Stern challenged China and other emerging economic powerhouses such as India and Brazil to take on stronger commitments in curbing carbon pollution.
China and the United States today vie for the title of top carbon polluter, and together account for about 40 percent of global greenhouse emissions.
"If you do the math, you simply cannot be anywhere near where science tells us we need to be if you don't have China involved, as well also other major developing countries," he said.
"How that is captured, understood, expressed and quantified is going to be extremely important," he said.
The other key issue to be resolved, he added, was how to divide up the cost of mitigating greenhouse gases and adapting to the devastating impacts of global warming.
Industrialised nations are prepared to take on the larger burden, but want emerging economies that are also major carbon polluters to undertake action of some kind.

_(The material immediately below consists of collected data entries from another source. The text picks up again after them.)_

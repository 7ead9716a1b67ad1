//! Structured diff of JSON values.
//!
//! Produces a tree-shaped description of the difference between two state
//! representations, suitable for display in a diff view. The shape mirrors
//! the input structure:
//!
//! - objects and arrays recurse per key/index, keeping only differing entries;
//! - an entry present only on the new side becomes `{"added": value}`;
//! - an entry present only on the old side becomes `{"removed": value}`;
//! - differing leaves become `{"changed": {"from": old, "to": new}}`.

use serde_json::{json, Map, Value};

/// Computes the structured diff from `old` to `new`.
///
/// Returns `None` when the values are equal.
pub fn diff_values(old: &Value, new: &Value) -> Option<Value> {
    if old == new {
        return None;
    }

    match (old, new) {
        (Value::Object(old_map), Value::Object(new_map)) => {
            let mut diff = Map::new();
            for (key, old_value) in old_map {
                match new_map.get(key) {
                    Some(new_value) => {
                        if let Some(node) = diff_values(old_value, new_value) {
                            diff.insert(key.clone(), node);
                        }
                    }
                    None => {
                        diff.insert(key.clone(), json!({ "removed": old_value }));
                    }
                }
            }
            for (key, new_value) in new_map {
                if !old_map.contains_key(key) {
                    diff.insert(key.clone(), json!({ "added": new_value }));
                }
            }
            Some(Value::Object(diff))
        }
        (Value::Array(old_items), Value::Array(new_items)) => {
            let mut diff = Map::new();
            let shared = old_items.len().min(new_items.len());
            for index in 0..shared {
                if let Some(node) = diff_values(&old_items[index], &new_items[index]) {
                    diff.insert(index.to_string(), node);
                }
            }
            for (index, old_value) in old_items.iter().enumerate().skip(shared) {
                diff.insert(index.to_string(), json!({ "removed": old_value }));
            }
            for (index, new_value) in new_items.iter().enumerate().skip(shared) {
                diff.insert(index.to_string(), json!({ "added": new_value }));
            }
            Some(Value::Object(diff))
        }
        _ => Some(json!({ "changed": { "from": old, "to": new } })),
    }
}
//! Tooling dispatch tests: externally authored payloads injected through
//! the command surface land in the store and the history; malformed
//! payloads are rejected at the boundary without touching either.

use super::instrumented_store;
use serde_json::json;
use store_devtools::commands::{dispatch_payload, DispatchCommandError};
use store_devtools::models::Action;
use store_devtools::recorder::CollapseRegistry;
use store_devtools::store::Dispatcher;

#[test]
fn test_authored_payload_is_recorded_like_any_dispatch() {
    let (mut store, recorder) = instrumented_store(CollapseRegistry::new());

    let outcome = dispatch_payload(&mut store, r#"{"kind": "score", "payload": 25}"#)
        .expect("valid payload");
    assert_eq!(outcome.kind.as_str(), "score");

    assert_eq!(store.state().score, 25);
    let recorder = recorder.lock().expect("recorder lock");
    assert_eq!(recorder.len(), 1);
    assert_eq!(recorder.step_at(0).expect("step").kind.as_str(), "score");
}

#[test]
fn test_malformed_payload_leaves_history_untouched() {
    let (mut store, recorder) = instrumented_store(CollapseRegistry::new());
    store.dispatch(Action::data("score", json!(1)));

    let err = dispatch_payload(&mut store, "not even json").expect_err("rejected");
    assert!(matches!(err, DispatchCommandError::InvalidPayload(_)));

    let err = dispatch_payload(&mut store, r#"{"payload": 9}"#).expect_err("rejected");
    assert!(matches!(err, DispatchCommandError::MissingKind));

    assert_eq!(store.state().score, 1);
    assert_eq!(recorder.lock().expect("recorder lock").len(), 1);
}

#[test]
fn test_authored_payload_participates_in_collapsing() {
    let (mut store, recorder) = instrumented_store(CollapseRegistry::with_kinds(["tick"]));

    store.dispatch(Action::data("tick", json!(null)));
    dispatch_payload(&mut store, r#"{"kind": "tick"}"#).expect("valid payload");

    let recorder = recorder.lock().expect("recorder lock");
    assert_eq!(recorder.len(), 1);
    assert_eq!(recorder.step_at(0).expect("group").collapsed_count, 2);
}
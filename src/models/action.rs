//! Action types flowing through the dispatch pipeline.
//!
//! An action is either inert data describing an intended state transition
//! (`Action::Data`) or an executable thunk that issues further dispatches
//! itself (`Action::Thunk`). Only data actions are ever recorded; thunks are
//! invoked by the store and filtered out of the history.

use crate::store::Dispatcher;
use serde::{Deserialize, Serialize};
use serde_json::Value;
use std::fmt;

/// Stable identifier of an action's variant/type.
///
/// Captured at record time because the action value itself may not survive
/// serialization round-trips; used for collapsing comparisons and display.
#[derive(Debug, Clone, PartialEq, Eq, Hash, Serialize, Deserialize)]
#[serde(transparent)]
pub struct ActionKind(String);

impl ActionKind {
    /// Creates a new action kind from any string-like value.
    pub fn new(kind: impl Into<String>) -> Self {
        Self(kind.into())
    }

    /// Returns the kind as a string slice.
    pub fn as_str(&self) -> &str {
        &self.0
    }
}

impl fmt::Display for ActionKind {
    fn fmt(&self, f: &mut fmt::Formatter<'_>) -> fmt::Result {
        f.write_str(&self.0)
    }
}

impl From<&str> for ActionKind {
    fn from(kind: &str) -> Self {
        Self(kind.to_string())
    }
}

impl From<String> for ActionKind {
    fn from(kind: String) -> Self {
        Self(kind)
    }
}

/// An inert, recordable action: a kind tag plus a JSON-shaped payload.
///
/// This is the only action shape that reaches the history recorder. The
/// recorder treats the payload as opaque beyond its serialized form.
#[derive(Debug, Clone, PartialEq, Serialize, Deserialize)]
pub struct DataAction {
    /// Variant identifier of this action.
    pub kind: ActionKind,

    /// Structured payload carried by the action. `Value::Null` when the
    /// action carries no data.
    pub payload: Value,
}

impl DataAction {
    /// Creates a new data action.
    pub fn new(kind: impl Into<ActionKind>, payload: Value) -> Self {
        Self {
            kind: kind.into(),
            payload,
        }
    }
}

/// An executable action: a closure the dispatch pipeline invokes rather than
/// passing through as data.
///
/// The closure receives the store's dispatch entry point and may issue
/// further dispatches synchronously. Thunks are never recorded.
pub struct Thunk {
    run: Box<dyn FnOnce(&mut dyn Dispatcher)>,
}

impl Thunk {
    /// Wraps a closure as a thunk action.
    pub fn new(run: impl FnOnce(&mut dyn Dispatcher) + 'static) -> Self {
        Self { run: Box::new(run) }
    }

    /// Consumes the thunk and runs it against the given dispatcher.
    pub fn invoke(self, dispatcher: &mut dyn Dispatcher) {
        (self.run)(dispatcher);
    }
}

impl fmt::Debug for Thunk {
    fn fmt(&self, f: &mut fmt::Formatter<'_>) -> fmt::Result {
        f.write_str("Thunk(..)")
    }
}

/// A value submitted to the store's dispatch pipeline.
#[derive(Debug)]
pub enum Action {
    /// Inert data describing a state transition. Recordable.
    Data(DataAction),

    /// Executable value that performs dispatches itself. Never recorded.
    Thunk(Thunk),
}

impl Action {
    /// Convenience constructor for a data action.
    pub fn data(kind: impl Into<ActionKind>, payload: Value) -> Self {
        Action::Data(DataAction::new(kind, payload))
    }

    /// Convenience constructor for a thunk action.
    pub fn thunk(run: impl FnOnce(&mut dyn Dispatcher) + 'static) -> Self {
        Action::Thunk(Thunk::new(run))
    }

    /// Returns `true` if this action is an executable thunk.
    ///
    /// This is the filtering predicate applied before any recording is
    /// attempted: data-shaped actions are recordable, executable values are
    /// not.
    pub fn is_thunk(&self) -> bool {
        matches!(self, Action::Thunk(_))
    }

    /// Returns the kind of a data action, or `None` for a thunk.
    pub fn kind(&self) -> Option<&ActionKind> {
        match self {
            Action::Data(data) => Some(&data.kind),
            Action::Thunk(_) => None,
        }
    }
}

These countries, in turn, say rich nations should take the lead in making deep cuts, and put money on the table to help them develop clean technology and adapt to climate change already under way.
Stern rejected criticism that Obama's national targets were not ambitious enough, or that they fell far short of European efforts.
The EU has promising to slash emissions by 20 percent compared to 1990 levels by 2020, and by 30 percent if other industrialised countries follow suit. By 2050, the cuts would be deepen to 80 percent.
During the US presidential campaign, Obama vowed to match the European Union's mid-century objectives.
He offered what appeared to be a more modest goal for 2020 of simply returning the United States to 1990 level emissions.
But Stern said this would represent a 16 or 17 percent reduction compared to today's levels. And in terms of cost, US and EU efforts would be on a par, he added.
He also sought to dampen expectations, pointing out that he had been in his new job for less than six weeks.
"We are still very much in a listening mode, collecting ideas," his newly appointed deputy, Jonathan Pershing, told journalists.
The Obama team was also clearly at pains to avoid getting too far ahead of climate and energy legislation taking shape in the US Congress.
"Let me speak frankly here: it is in no one's interest to repeat the experience of Kyoto by delivering an agreement that won't gain sufficient support at home," Stern told the plenary session.
In 1997, the US Senate voted 95 to 0 in a non-binding resolution to reject the new climate treaty as it did not impose commitments on developing countries.